Una Mente Desbordada
Hace unos años, empecé a cambiar de formas que no podía explicar.
Seguía funcionando… al menos por fuera. Seguía criando a mi hija, trabajando, socializando, haciendo lo que tocaba. Pero por dentro, me estaba desmoronando.
No podía concentrarme, ni siquiera en tareas que antes gestionaba con facilidad. Mi cerebro no solo estaba atascado en modo hiperactivo, también estaba lleno de niebla.

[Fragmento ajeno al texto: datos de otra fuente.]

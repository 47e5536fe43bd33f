// SPDX-License-Identifier: LGPL-3.0-only
//
// This file is provided WITHOUT ANY WARRANTY;
// without even the implied warranty of MERCHANTABILITY
// or FITNESS FOR A PARTICULAR PURPOSE.

//! Client binary entrypoint. Dataset loading is explicitly out of scope
//! per spec.md §1 ("dataset loaders" named as an external collaborator),
//! so this binary encrypts a zero-valued input of the declared shape
//! rather than reading a real image — enough to exercise key-gen,
//! registration, submission, and the result subscriber end to end.

use std::time::Duration;

use clap::Parser;
use hecnn_client::ClientKeys;
use hecnn_config::{ClientArgs, ClientConfig};
use hecnn_model::{ComputationParams, EncryptionParameters, Query};
use tracing::info;

/// Demo input shape used when no dataset loader is wired in: MNIST's
/// 28×28 grayscale images, 10 output classes.
const DEMO_IMG_HEIGHT: u32 = 28;
const DEMO_IMG_WIDTH: u32 = 28;
const DEMO_IMG_CHANNELS: u32 = 1;
const DEMO_LABEL_COUNT: u32 = 10;

const DEFAULT_RING_DEGREE_POWER: u32 = 14;
const DEFAULT_LEVEL_COUNT: u32 = 4;

#[tokio::main]
async fn main() -> anyhow::Result<()> {
    let args = ClientArgs::parse();
    hecnn_logger::init("hecnn_client=info");

    let opt_level = args
        .parsed_opt_level()
        .ok_or_else(|| anyhow::anyhow!("invalid --opt-level {}", args.opt_level))?;
    let activation = args
        .resolved_activation()
        .ok_or_else(|| anyhow::anyhow!("could not resolve an activation family from --activation or --model"))?;

    let (power, level) = match &args.config_filepath {
        Some(path) => {
            let config = ClientConfig::load(path)?;
            (config.power.unwrap_or(DEFAULT_RING_DEGREE_POWER), config.level.unwrap_or(DEFAULT_LEVEL_COUNT))
        }
        None => (DEFAULT_RING_DEGREE_POWER, DEFAULT_LEVEL_COUNT),
    };
    let params = EncryptionParameters::standard_profile(1u64 << power, level);

    info!(degree = params.degree, level_budget = params.level_budget(), "generating key pair");
    let key_id = 1;
    let keys = ClientKeys::generate(key_id, params)?;

    let computation_params = ComputationParams {
        img_height: DEMO_IMG_HEIGHT,
        img_width: DEMO_IMG_WIDTH,
        img_channels: DEMO_IMG_CHANNELS,
        label_count: DEMO_LABEL_COUNT,
        dataset: args.dataset.clone(),
        model: args.model.clone(),
        opt_level,
        activation,
    };

    let zero_input = vec![0.0_f64; computation_params.input_len()];
    let input_ciphertexts = keys.encrypt_inputs(&zero_input)?;
    let query = Query::new(key_id, computation_params, input_ciphertexts)?;

    let mut conn = hecnn_client::ClientConnection::connect(&args.host, args.port).await?;
    conn.register_keys(&keys.bundle).await?;
    let query_id = conn.submit_query(&query).await?;
    info!(query_id = %query_id, "query submitted");

    let (tx, rx) = tokio::sync::oneshot::channel();
    let subscriber = hecnn_client::spawn_result_subscriber(
        args.host.clone(),
        args.port,
        query_id,
        Duration::from_millis(200),
        Box::new(move |_id, success, outputs| {
            let _ = tx.send((success, outputs));
        }),
    );

    let (success, output_ciphertexts) = rx.await?;
    subscriber.join().await;

    if !success {
        anyhow::bail!("query {query_id} failed on the server");
    }

    let scores = keys.decrypt_outputs(&output_ciphertexts)?;
    let argmax = scores
        .iter()
        .enumerate()
        .max_by(|(_, a), (_, b)| a.partial_cmp(b).unwrap_or(std::cmp::Ordering::Equal))
        .map(|(idx, _)| idx);

    println!("scores: {scores:?}");
    println!("predicted label: {argmax:?}");

    Ok(())
}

La disfunción ejecutiva se convirtió en una lucha diaria. Mis estrategias habituales para sobrellevar el día a día dejaron de funcionar. La presión por rendir, especialmente en el trabajo, chocaba con una sensación de vacío, y el resultado era una especie de parálisis mental. Recuerdo momentos en los que deseaba desintegrarme en el aire, aunque solo fuese para escapar de la ansiedad aplastante de no poder empezar nada, de no poder moverme, de no poder existir. No era pereza ni falta de motivación. Era un colapso total.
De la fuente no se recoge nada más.